Saved data entries
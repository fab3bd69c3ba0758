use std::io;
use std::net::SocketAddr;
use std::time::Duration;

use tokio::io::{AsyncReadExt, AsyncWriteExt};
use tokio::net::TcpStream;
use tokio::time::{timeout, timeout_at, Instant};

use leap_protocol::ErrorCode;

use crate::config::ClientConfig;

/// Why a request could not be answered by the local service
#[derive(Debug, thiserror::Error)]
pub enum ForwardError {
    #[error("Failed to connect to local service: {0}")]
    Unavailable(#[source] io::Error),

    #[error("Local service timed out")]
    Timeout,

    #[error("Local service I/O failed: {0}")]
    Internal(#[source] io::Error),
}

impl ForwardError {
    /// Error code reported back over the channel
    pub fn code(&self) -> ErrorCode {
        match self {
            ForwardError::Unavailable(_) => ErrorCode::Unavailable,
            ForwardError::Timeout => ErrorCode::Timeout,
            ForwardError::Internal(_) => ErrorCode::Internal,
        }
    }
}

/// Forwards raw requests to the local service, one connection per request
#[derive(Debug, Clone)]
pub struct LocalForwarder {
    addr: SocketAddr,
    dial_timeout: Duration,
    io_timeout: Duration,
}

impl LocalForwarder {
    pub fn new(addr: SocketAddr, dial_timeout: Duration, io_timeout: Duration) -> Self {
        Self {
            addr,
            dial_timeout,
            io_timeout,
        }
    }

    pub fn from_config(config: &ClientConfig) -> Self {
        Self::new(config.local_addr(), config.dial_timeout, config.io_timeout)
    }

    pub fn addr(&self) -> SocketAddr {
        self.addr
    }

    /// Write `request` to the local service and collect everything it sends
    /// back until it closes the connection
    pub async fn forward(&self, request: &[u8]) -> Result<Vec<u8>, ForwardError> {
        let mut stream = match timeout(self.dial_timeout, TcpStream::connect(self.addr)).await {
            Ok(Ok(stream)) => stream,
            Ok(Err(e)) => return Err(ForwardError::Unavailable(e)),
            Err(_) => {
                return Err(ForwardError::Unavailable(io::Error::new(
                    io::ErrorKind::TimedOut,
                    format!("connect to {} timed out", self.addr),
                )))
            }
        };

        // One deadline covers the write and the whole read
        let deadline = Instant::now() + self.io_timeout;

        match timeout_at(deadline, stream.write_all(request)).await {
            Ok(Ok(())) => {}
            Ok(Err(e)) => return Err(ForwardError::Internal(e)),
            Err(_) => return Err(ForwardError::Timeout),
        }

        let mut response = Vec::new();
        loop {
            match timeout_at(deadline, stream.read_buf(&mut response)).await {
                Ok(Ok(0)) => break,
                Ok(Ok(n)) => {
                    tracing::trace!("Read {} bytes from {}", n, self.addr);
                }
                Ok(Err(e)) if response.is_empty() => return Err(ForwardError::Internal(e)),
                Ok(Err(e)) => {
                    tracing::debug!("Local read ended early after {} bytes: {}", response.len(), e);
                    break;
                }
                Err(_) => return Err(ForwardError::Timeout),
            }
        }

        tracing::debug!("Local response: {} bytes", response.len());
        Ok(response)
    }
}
---
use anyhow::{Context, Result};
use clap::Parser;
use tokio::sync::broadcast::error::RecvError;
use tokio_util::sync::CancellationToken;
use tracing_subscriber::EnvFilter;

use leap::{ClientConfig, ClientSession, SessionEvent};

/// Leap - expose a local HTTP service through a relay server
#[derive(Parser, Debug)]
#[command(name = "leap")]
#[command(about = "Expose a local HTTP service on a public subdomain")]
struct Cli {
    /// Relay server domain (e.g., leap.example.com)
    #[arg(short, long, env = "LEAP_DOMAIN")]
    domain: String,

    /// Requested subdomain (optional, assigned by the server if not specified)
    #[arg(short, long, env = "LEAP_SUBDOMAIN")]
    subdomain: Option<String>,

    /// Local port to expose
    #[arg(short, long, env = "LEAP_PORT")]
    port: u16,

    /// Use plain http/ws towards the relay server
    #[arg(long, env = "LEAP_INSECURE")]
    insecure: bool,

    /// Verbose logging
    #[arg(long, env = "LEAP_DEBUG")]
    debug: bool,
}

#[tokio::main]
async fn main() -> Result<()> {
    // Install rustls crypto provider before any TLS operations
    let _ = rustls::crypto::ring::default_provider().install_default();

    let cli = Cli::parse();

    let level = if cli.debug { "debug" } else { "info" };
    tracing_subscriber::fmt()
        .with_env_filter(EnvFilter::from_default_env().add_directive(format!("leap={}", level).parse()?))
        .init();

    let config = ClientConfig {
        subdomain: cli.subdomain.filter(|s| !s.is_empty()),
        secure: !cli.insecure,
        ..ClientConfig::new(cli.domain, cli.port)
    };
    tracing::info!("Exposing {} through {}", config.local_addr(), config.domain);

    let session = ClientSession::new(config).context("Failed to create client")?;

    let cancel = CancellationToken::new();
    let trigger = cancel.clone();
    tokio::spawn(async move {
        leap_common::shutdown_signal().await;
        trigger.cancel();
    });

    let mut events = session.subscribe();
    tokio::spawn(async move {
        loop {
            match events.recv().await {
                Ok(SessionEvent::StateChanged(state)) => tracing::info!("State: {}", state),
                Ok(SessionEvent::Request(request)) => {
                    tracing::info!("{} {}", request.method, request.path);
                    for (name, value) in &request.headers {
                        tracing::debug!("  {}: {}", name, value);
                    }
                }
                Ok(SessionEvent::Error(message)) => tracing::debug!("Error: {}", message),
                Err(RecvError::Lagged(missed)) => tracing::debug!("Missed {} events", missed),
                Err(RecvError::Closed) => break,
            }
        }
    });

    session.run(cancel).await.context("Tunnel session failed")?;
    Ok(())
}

Activity – In the entries above, find the line with "repository fab3bd69c3ba0758" and the line with "#[derive(Debug, Clone)]", then set down exactly those two and every line between them, nothing else.

Exercise answer –
repository fab3bd69c3ba0758
use std::io;
use std::net::SocketAddr;
use std::time::Duration;

use tokio::io::{AsyncReadExt, AsyncWriteExt};
use tokio::net::TcpStream;
use tokio::time::{timeout, timeout_at, Instant};

use leap_protocol::ErrorCode;

use crate::config::ClientConfig;

/// Why a request could not be answered by the local service
#[derive(Debug, thiserror::Error)]
pub enum ForwardError {
    #[error("Failed to connect to local service: {0}")]
    Unavailable(#[source] io::Error),

    #[error("Local service timed out")]
    Timeout,

    #[error("Local service I/O failed: {0}")]
    Internal(#[source] io::Error),
}

impl ForwardError {
    /// Error code reported back over the channel
    pub fn code(&self) -> ErrorCode {
        match self {
            ForwardError::Unavailable(_) => ErrorCode::Unavailable,
            ForwardError::Timeout => ErrorCode::Timeout,
            ForwardError::Internal(_) => ErrorCode::Internal,
        }
    }
}

/// Forwards raw requests to the local service, one connection per request
#[derive(Debug, Clone)]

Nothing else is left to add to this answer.